The Ohio Municipal League states that the bill would eliminate local control and make “all local tax ordinances obsolete.”
According to Timberman, those who are in praise of the legislation tout that it’s business friendly and helps make tax code easier to understand for business owners. However, Timberman said the legislation takes a 23-page portion of the Ohio Revised Code and turns it into a 145-page document.
“Simplicity is not what they accomplished,” she said, noting that a group of tax administrators had two or three different interpretations of the same document.
“The information is so complex and scattered throughout the document,” Timberman said. “Small business owners won’t be able to figure it out.”
According to the Ohio Municipal League, the legislation would require all municipalities to allow a five-year Net Operating Loss carry forward policy.

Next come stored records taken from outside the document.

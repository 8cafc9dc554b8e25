//! Task endpoints: batch submission, live progress, archive download.

use actix_web::{HttpResponse, Responder, get, http::header, post, web};
use bytes::Bytes;
use futures::{StreamExt, stream};
use serde::Serialize;
use tracing::error;
use uuid::Uuid;

use magpie_api::{
    ApiError, StartTaskRequest, StartTaskResponse, parse_url_list, validate_url_batch,
};
use magpie_common::error;
use magpie_core::snapshot_stream;

use crate::model::AppState;

fn sse_frame<T: Serialize>(payload: &T) -> Bytes {
    let json = serde_json::to_string(payload).unwrap_or_else(|_| "{}".to_string());
    Bytes::from(format!("data: {}\n\n", json))
}

#[post("/start")]
async fn start(data: web::Data<AppState>, body: web::Bytes) -> impl Responder {
    // Malformed or missing JSON falls through to the empty-list error
    // instead of a plain 400, so clients always get the same body shape.
    let request = serde_json::from_slice::<StartTaskRequest>(&body)
        .unwrap_or_else(|_| StartTaskRequest {
            urls: String::new(),
        });

    let urls = parse_url_list(&request.urls);

    if let Err(err) = validate_url_batch(&urls, data.configuration.max_urls_per_task()) {
        let message = match err.code.as_ref() {
            "too_many_urls" => error::OVER_URL_QUOTA.message,
            "url_too_long" => error::URL_TOO_LONG.message,
            _ => error::NO_URLS.message,
        };
        return HttpResponse::BadRequest().json(ApiError::new(message));
    }

    let task_id = data.engine.start(urls);

    HttpResponse::Ok().json(StartTaskResponse {
        task_id: task_id.to_string(),
    })
}

#[get("/progress/{task_id}")]
async fn progress(data: web::Data<AppState>, path: web::Path<String>) -> impl Responder {
    let task_id = path.into_inner();

    let receiver = Uuid::parse_str(&task_id)
        .ok()
        .and_then(|id| data.registry.subscribe(id));

    let Some(receiver) = receiver else {
        let frame = sse_frame(&ApiError::new(error::TASK_NOT_FOUND.message));
        let body = stream::once(async move { Ok::<_, actix_web::Error>(frame) });
        return HttpResponse::Ok()
            .content_type("text/event-stream")
            .insert_header((header::CACHE_CONTROL, "no-cache"))
            .streaming(body);
    };

    let frames =
        snapshot_stream(receiver).map(|snapshot| Ok::<_, actix_web::Error>(sse_frame(&snapshot)));

    HttpResponse::Ok()
        .content_type("text/event-stream")
        .insert_header((header::CACHE_CONTROL, "no-cache"))
        .streaming(frames)
}

#[get("/download_final/{task_id}")]
async fn download_final(data: web::Data<AppState>, path: web::Path<String>) -> impl Responder {
    let task_id = path.into_inner();

    let archive = match Uuid::parse_str(&task_id) {
        Ok(id) => data.store.read(id).await,
        Err(_) => Ok(None),
    };

    match archive {
        Ok(Some(bytes)) => HttpResponse::Ok()
            .content_type("application/zip")
            .insert_header((
                header::CONTENT_DISPOSITION,
                "attachment; filename=\"images.zip\"",
            ))
            .body(bytes),
        Ok(None) => HttpResponse::NotFound().body("File not found"),
        Err(err) => {
            error!("failed to read archive {}: {}", task_id, err);
            HttpResponse::InternalServerError().body("Failed to read archive")
        }
    }
}

#[cfg(test)]
mod tests {
    use super::*;
    use magpie_api::{DownloadItem, TaskSnapshot};

    #[test]
    fn test_sse_frame_shape() {
        let snapshot = TaskSnapshot {
            items: vec![DownloadItem::pending("a.jpg")],
            done: false,
        };
        let frame = sse_frame(&snapshot);
        let text = std::str::from_utf8(&frame).unwrap();
        assert!(text.starts_with("data: {"));
        assert!(text.ends_with("\n\n"));
        assert!(text.contains("\"a.jpg\""));
    }
}
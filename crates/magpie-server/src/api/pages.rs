//! Embedded UI pages.

use actix_web::{HttpResponse, Responder, get};

use crate::ui;

#[get("/")]
async fn index() -> impl Responder {
    HttpResponse::Ok()
        .content_type("text/html; charset=utf-8")
        .body(ui::INDEX_PAGE)
}
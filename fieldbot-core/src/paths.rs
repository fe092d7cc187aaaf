// ABOUTME: XDG Base Directory paths for config, data, logs and the chat credential
// ABOUTME: Falls back to local ./data and ./ paths when no home directory is available

use directories::ProjectDirs;
use std::path::PathBuf;

const QUALIFIER: &str = "com";
const ORGANIZATION: &str = "fieldbot";
const APPLICATION: &str = "fieldbot";

/// Get XDG-compliant directories for the application
pub fn project_dirs() -> Option<ProjectDirs> {
    ProjectDirs::from(QUALIFIER, ORGANIZATION, APPLICATION)
}

/// Data directory (e.g., ~/.local/share/fieldbot/), ./data if unavailable
pub fn data_dir() -> PathBuf {
    project_dirs()
        .map(|p| p.data_dir().to_path_buf())
        .unwrap_or_else(|| PathBuf::from("./data"))
}

/// e.g., ~/.local/share/fieldbot/logs/
pub fn log_dir() -> PathBuf {
    data_dir().join("logs")
}

/// Matrix crypto store (device keys, olm sessions)
pub fn crypto_store_dir() -> PathBuf {
    data_dir().join("crypto_store")
}

/// Encrypted chat credential
pub fn credential_file() -> PathBuf {
    data_dir().join("credential.enc")
}

/// Status snapshot readable by co-located processes
pub fn status_file() -> PathBuf {
    data_dir().join("status.json")
}

/// Default SQLite database holding jobs, technicians and the outbox
pub fn database_file() -> PathBuf {
    data_dir().join("fieldbot.db")
}

/// Config directory (e.g., ~/.config/fieldbot/), current directory if unavailable
pub fn config_dir() -> PathBuf {
    project_dirs()
        .map(|p| p.config_dir().to_path_buf())
        .unwrap_or_else(|| PathBuf::from("."))
}

/// e.g., ~/.config/fieldbot/config.toml
pub fn config_file() -> PathBuf {
    config_dir().join("config.toml")
}
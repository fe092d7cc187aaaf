// ABOUTME: Platform-agnostic core of the field-service dispatch gateway
// ABOUTME: Connection lifecycle, command routing, job workflow, outbox, status and alerts

pub mod alerter;
pub mod backoff;
pub mod commands;
pub mod config;
pub mod connection;
pub mod events;
pub mod metrics;
pub mod outbox;
pub mod paths;
pub mod repository;
pub mod router;
pub mod session;
pub mod status;
pub mod store;
pub mod traits;
pub mod workflow;

pub use alerter::AdminAlerter;
pub use commands::{Command, CommandHandler, CommandRegistry};
pub use config::Config;
pub use connection::{
    ConnectionManager, ConnectionSettings, ConnectionState, LifecycleEvent, Messenger, SendError,
};
pub use events::{EventHub, LiveEvent};
pub use outbox::{NotificationOutbox, OutboxSettings};
pub use repository::DispatchRepository;
pub use router::CommandRouter;
pub use session::{Credential, CredentialCipher, SessionStore};
pub use status::{StatusPublisher, StatusSampler, StatusSnapshot};
pub use store::SqliteRepository;
pub use traits::{ChatTransport, ChatUser, InboundMessage, MessageBody};
pub use workflow::JobWorkflowService;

“For the 174 municipalities in Ohio which currently offer no such business tax deferment policy, this unfunded mandate would represent a significant loss of revenue…” states information on the League’s website. Athens is one of those 174 municipalities without a NOL.
Timberman said the mandate would allow those who live in Athens but own rental property in Nelsonville to carry over those business losses on their Athens income taxes.
“They can now offset anything (if the law passes),” Timberman said.
Additionally, the bill would require municipalities to send more certified mail, thus increasing costs.
The law would also extend the number of days a non-city resident could work in a municipality without having to pay income taxes from 12 to 20 days. Timberman said this change alone could be a loss of $20,000 a year to the city of Athens.
Under the current law, if a non-resident works 13 days or more in the city limits, that worker is liable to pay income taxes for the entire length of time they worked in the city. Under the proposed legislation, the worker would only have to pay income taxes for anything after 20 days.
“The bill eliminates the ability of a municipality to go back and collect from day one, as is the current treatment, compensation due when a worker has been in an community for the full tracking period thus allowing communities to only collect on tax obligations after the 20th day,” the League’s website states.
According to the Ohio Municipal League, House Bill 5 would also require municipalities to have a “problem resolution officer” to oversee the actions of tax administrators. If cities are unable to hire an additional employee to meet the new mandate, a community must reassign a current staff member to perform the duties.
The city’s administration, city council and auditor’s office have all expressed their discontent with House Bill 5. Last November, Council unanimously passed a resolution stating the city’s opposition to the proposed legislation.
Coupled with the loss of local government funds, tangible personal property taxes and estate taxes, Timberman said the city could see a loss of $1 million in revenue from the state if this new legislation moves forward. She said larger municipalities would see an even bigger loss in revenue.
While proponents of the house bill say that it’s good for business, Timberman said if the city has to cut services like street repair, police and fire due to revenue loss, businesses aren’t going to want to be located in the city.
“That’s the point we can’t seem to get across,” she said.